▸ **YOUR ASSIGNMENT**
Nothing in the records may be altered; repeat them exactly.

◆ ◆ ◆

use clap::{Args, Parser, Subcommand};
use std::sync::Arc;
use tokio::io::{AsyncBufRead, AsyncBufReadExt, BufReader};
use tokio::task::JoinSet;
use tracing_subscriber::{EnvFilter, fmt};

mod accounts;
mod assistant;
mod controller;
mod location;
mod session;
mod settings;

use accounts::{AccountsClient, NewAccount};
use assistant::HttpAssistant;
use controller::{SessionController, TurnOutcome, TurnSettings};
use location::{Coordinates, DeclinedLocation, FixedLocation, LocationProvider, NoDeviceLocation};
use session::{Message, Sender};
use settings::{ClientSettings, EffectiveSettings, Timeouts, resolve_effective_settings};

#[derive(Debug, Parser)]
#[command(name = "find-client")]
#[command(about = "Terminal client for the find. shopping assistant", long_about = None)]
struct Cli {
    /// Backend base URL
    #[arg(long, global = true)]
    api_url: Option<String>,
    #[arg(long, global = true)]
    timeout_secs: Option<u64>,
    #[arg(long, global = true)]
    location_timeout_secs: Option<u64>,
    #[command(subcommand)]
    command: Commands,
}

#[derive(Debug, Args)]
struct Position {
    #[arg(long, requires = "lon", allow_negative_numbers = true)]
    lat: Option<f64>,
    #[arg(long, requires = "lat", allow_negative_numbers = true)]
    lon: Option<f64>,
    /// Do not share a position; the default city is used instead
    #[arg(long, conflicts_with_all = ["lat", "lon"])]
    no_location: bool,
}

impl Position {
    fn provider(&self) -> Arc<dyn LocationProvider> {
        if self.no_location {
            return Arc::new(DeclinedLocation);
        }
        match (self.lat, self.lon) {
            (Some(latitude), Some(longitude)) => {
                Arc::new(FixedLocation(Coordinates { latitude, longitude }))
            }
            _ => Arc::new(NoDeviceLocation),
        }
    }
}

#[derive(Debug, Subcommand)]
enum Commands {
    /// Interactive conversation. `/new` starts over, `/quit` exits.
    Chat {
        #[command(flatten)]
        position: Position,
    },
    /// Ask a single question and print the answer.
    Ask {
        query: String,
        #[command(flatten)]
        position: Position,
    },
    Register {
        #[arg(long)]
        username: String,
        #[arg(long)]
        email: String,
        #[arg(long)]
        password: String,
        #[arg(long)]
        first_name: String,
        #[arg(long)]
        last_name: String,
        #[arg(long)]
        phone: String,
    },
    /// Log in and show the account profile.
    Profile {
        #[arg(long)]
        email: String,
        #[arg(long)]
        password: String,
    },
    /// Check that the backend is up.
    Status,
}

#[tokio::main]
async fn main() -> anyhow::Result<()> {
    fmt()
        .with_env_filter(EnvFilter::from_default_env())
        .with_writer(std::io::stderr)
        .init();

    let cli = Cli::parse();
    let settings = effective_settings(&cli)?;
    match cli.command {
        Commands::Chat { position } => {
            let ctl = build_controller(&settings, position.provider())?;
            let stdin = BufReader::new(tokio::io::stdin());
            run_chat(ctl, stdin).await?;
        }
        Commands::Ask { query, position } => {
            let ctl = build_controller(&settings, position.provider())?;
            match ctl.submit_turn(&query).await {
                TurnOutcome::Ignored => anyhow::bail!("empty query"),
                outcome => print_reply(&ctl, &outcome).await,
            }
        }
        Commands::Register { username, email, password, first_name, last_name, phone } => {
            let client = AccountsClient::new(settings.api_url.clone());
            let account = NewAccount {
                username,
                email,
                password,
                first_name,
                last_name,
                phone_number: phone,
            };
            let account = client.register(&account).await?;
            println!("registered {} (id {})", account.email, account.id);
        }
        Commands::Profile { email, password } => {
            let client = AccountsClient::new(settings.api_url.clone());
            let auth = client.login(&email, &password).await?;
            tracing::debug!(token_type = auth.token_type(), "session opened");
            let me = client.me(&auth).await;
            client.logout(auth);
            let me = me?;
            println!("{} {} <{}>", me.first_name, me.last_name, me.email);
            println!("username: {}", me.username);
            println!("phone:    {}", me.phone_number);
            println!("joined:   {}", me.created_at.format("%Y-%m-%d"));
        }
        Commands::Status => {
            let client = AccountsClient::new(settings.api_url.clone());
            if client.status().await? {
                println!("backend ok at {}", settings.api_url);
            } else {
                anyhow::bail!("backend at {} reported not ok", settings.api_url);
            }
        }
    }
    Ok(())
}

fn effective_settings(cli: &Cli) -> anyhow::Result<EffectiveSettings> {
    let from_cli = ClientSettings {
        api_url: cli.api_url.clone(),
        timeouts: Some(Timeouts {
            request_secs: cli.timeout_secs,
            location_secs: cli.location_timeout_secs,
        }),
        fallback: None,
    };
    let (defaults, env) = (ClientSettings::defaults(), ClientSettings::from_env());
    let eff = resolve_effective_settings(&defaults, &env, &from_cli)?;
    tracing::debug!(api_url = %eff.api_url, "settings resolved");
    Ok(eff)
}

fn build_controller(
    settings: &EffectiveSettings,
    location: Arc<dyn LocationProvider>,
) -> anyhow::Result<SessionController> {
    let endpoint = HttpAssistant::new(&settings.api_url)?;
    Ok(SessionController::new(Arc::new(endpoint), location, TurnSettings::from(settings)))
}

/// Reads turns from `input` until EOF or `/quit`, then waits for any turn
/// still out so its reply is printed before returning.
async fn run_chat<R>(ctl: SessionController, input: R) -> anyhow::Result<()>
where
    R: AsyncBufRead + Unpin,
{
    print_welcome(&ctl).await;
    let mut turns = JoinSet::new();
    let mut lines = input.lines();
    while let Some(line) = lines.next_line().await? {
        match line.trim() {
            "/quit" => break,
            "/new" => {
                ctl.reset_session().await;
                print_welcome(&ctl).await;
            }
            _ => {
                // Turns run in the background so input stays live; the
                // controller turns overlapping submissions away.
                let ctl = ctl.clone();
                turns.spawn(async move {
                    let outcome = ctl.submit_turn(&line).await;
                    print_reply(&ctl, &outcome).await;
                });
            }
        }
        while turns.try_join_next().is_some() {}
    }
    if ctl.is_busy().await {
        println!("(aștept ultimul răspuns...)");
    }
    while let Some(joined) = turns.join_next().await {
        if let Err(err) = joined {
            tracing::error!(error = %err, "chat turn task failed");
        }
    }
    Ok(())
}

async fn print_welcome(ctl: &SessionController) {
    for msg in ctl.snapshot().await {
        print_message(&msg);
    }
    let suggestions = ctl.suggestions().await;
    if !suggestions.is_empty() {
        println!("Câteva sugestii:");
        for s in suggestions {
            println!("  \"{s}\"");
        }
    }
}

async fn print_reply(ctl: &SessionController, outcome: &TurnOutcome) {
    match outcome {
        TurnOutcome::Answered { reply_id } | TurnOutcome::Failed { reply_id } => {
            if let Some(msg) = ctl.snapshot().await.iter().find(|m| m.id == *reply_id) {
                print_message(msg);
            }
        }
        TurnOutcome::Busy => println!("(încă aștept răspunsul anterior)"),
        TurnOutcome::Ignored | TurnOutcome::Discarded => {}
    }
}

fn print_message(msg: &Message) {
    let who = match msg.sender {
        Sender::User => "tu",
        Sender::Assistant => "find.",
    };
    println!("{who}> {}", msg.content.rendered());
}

◆ ◆ ◆

▸ **WRITTEN ANSWER**
use clap::{Args, Parser, Subcommand};
use std::sync::Arc;
use tokio::io::{AsyncBufRead, AsyncBufReadExt, BufReader};
use tokio::task::JoinSet;
use tracing_subscriber::{EnvFilter, fmt};

mod accounts;
mod assistant;
mod controller;
mod location;
mod session;
mod settings;

use accounts::{AccountsClient, NewAccount};
use assistant::HttpAssistant;
use controller::{SessionController, TurnOutcome, TurnSettings};
use location::{Coordinates, DeclinedLocation, FixedLocation, LocationProvider, NoDeviceLocation};
use session::{Message, Sender};
use settings::{ClientSettings, EffectiveSettings, Timeouts, resolve_effective_settings};

#[derive(Debug, Parser)]
#[command(name = "find-client")]
#[command(about = "Terminal client for the find. shopping assistant", long_about = None)]
struct Cli {
    /// Backend base URL
    #[arg(long, global = true)]
    api_url: Option<String>,
    #[arg(long, global = true)]
    timeout_secs: Option<u64>,
    #[arg(long, global = true)]
    location_timeout_secs: Option<u64>,
    #[command(subcommand)]
    command: Commands,
}

#[derive(Debug, Args)]
struct Position {
    #[arg(long, requires = "lon", allow_negative_numbers = true)]
    lat: Option<f64>,
    #[arg(long, requires = "lat", allow_negative_numbers = true)]
    lon: Option<f64>,
    /// Do not share a position; the default city is used instead
    #[arg(long, conflicts_with_all = ["lat", "lon"])]
    no_location: bool,
}

impl Position {
    fn provider(&self) -> Arc<dyn LocationProvider> {
        if self.no_location {
            return Arc::new(DeclinedLocation);
        }
        match (self.lat, self.lon) {
            (Some(latitude), Some(longitude)) => {
                Arc::new(FixedLocation(Coordinates { latitude, longitude }))
            }
            _ => Arc::new(NoDeviceLocation),
        }
    }
}

#[derive(Debug, Subcommand)]
enum Commands {
    /// Interactive conversation. `/new` starts over, `/quit` exits.
    Chat {
        #[command(flatten)]
        position: Position,
    },
    /// Ask a single question and print the answer.
    Ask {
        query: String,
        #[command(flatten)]
        position: Position,
    },
    Register {
        #[arg(long)]
        username: String,
        #[arg(long)]
        email: String,
        #[arg(long)]
        password: String,
        #[arg(long)]
        first_name: String,
        #[arg(long)]
        last_name: String,
        #[arg(long)]
        phone: String,
    },
    /// Log in and show the account profile.
    Profile {
        #[arg(long)]
        email: String,
        #[arg(long)]
        password: String,
    },
    /// Check that the backend is up.
    Status,
}

#[tokio::main]
async fn main() -> anyhow::Result<()> {
    fmt()
        .with_env_filter(EnvFilter::from_default_env())
        .with_writer(std::io::stderr)
        .init();

    let cli = Cli::parse();
    let settings = effective_settings(&cli)?;
    match cli.command {
        Commands::Chat { position } => {
            let ctl = build_controller(&settings, position.provider())?;
            let stdin = BufReader::new(tokio::io::stdin());
            run_chat(ctl, stdin).await?;
        }
        Commands::Ask { query, position } => {
            let ctl = build_controller(&settings, position.provider())?;
            match ctl.submit_turn(&query).await {
                TurnOutcome::Ignored => anyhow::bail!("empty query"),
                outcome => print_reply(&ctl, &outcome).await,
            }
        }
        Commands::Register { username, email, password, first_name, last_name, phone } => {
            let client = AccountsClient::new(settings.api_url.clone());
            let account = NewAccount {
                username,
                email,
                password,
                first_name,
                last_name,
                phone_number: phone,
            };
            let account = client.register(&account).await?;
            println!("registered {} (id {})", account.email, account.id);
        }
        Commands::Profile { email, password } => {
            let client = AccountsClient::new(settings.api_url.clone());
            let auth = client.login(&email, &password).await?;
            tracing::debug!(token_type = auth.token_type(), "session opened");
            let me = client.me(&auth).await;
            client.logout(auth);
            let me = me?;
            println!("{} {} <{}>", me.first_name, me.last_name, me.email);
            println!("username: {}", me.username);
            println!("phone:    {}", me.phone_number);
            println!("joined:   {}", me.created_at.format("%Y-%m-%d"));
        }
        Commands::Status => {
            let client = AccountsClient::new(settings.api_url.clone());
            if client.status().await? {
                println!("backend ok at {}", settings.api_url);
            } else {
                anyhow::bail!("backend at {} reported not ok", settings.api_url);
            }
        }
    }
    Ok(())
}

fn effective_settings(cli: &Cli) -> anyhow::Result<EffectiveSettings> {
    let from_cli = ClientSettings {
        api_url: cli.api_url.clone(),
        timeouts: Some(Timeouts {
            request_secs: cli.timeout_secs,
            location_secs: cli.location_timeout_secs,
        }),
        fallback: None,
    };
    let (defaults, env) = (ClientSettings::defaults(), ClientSettings::from_env());
    let eff = resolve_effective_settings(&defaults, &env, &from_cli)?;
    tracing::debug!(api_url = %eff.api_url, "settings resolved");
    Ok(eff)
}

fn build_controller(
    settings: &EffectiveSettings,
    location: Arc<dyn LocationProvider>,
) -> anyhow::Result<SessionController> {
    let endpoint = HttpAssistant::new(&settings.api_url)?;
    Ok(SessionController::new(Arc::new(endpoint), location, TurnSettings::from(settings)))
}

/// Reads turns from `input` until EOF or `/quit`, then waits for any turn
/// still out so its reply is printed before returning.
async fn run_chat<R>(ctl: SessionController, input: R) -> anyhow::Result<()>
where
    R: AsyncBufRead + Unpin,
{
    print_welcome(&ctl).await;
    let mut turns = JoinSet::new();
    let mut lines = input.lines();
    while let Some(line) = lines.next_line().await? {
        match line.trim() {
            "/quit" => break,
            "/new" => {
                ctl.reset_session().await;
                print_welcome(&ctl).await;
            }
            _ => {
                // Turns run in the background so input stays live; the
                // controller turns overlapping submissions away.
                let ctl = ctl.clone();
                turns.spawn(async move {
                    let outcome = ctl.submit_turn(&line).await;
                    print_reply(&ctl, &outcome).await;
                });
            }
        }
        while turns.try_join_next().is_some() {}
    }
    if ctl.is_busy().await {
        println!("(aștept ultimul răspuns...)");
    }
    while let Some(joined) = turns.join_next().await {
        if let Err(err) = joined {
            tracing::error!(error = %err, "chat turn task failed");
        }
    }
    Ok(())
}

async fn print_welcome(ctl: &SessionController) {
    for msg in ctl.snapshot().await {
        print_message(&msg);
    }
    let suggestions = ctl.suggestions().await;
    if !suggestions.is_empty() {
        println!("Câteva sugestii:");
        for s in suggestions {
            println!("  \"{s}\"");
        }
    }
}

async fn print_reply(ctl: &SessionController, outcome: &TurnOutcome) {
    match outcome {
        TurnOutcome::Answered { reply_id } | TurnOutcome::Failed { reply_id } => {
            if let Some(msg) = ctl.snapshot().await.iter().find(|m| m.id == *reply_id) {
                print_message(msg);
            }
        }
        TurnOutcome::Busy => println!("(încă aștept răspunsul anterior)"),
        TurnOutcome::Ignored | TurnOutcome::Discarded => {}
    }
}

fn print_message(msg: &Message) {
    let who = match msg.sender {
        Sender::User => "tu",
        Sender::Assistant => "find.",
    };
    println!("{who}> {}", msg.content.rendered());
}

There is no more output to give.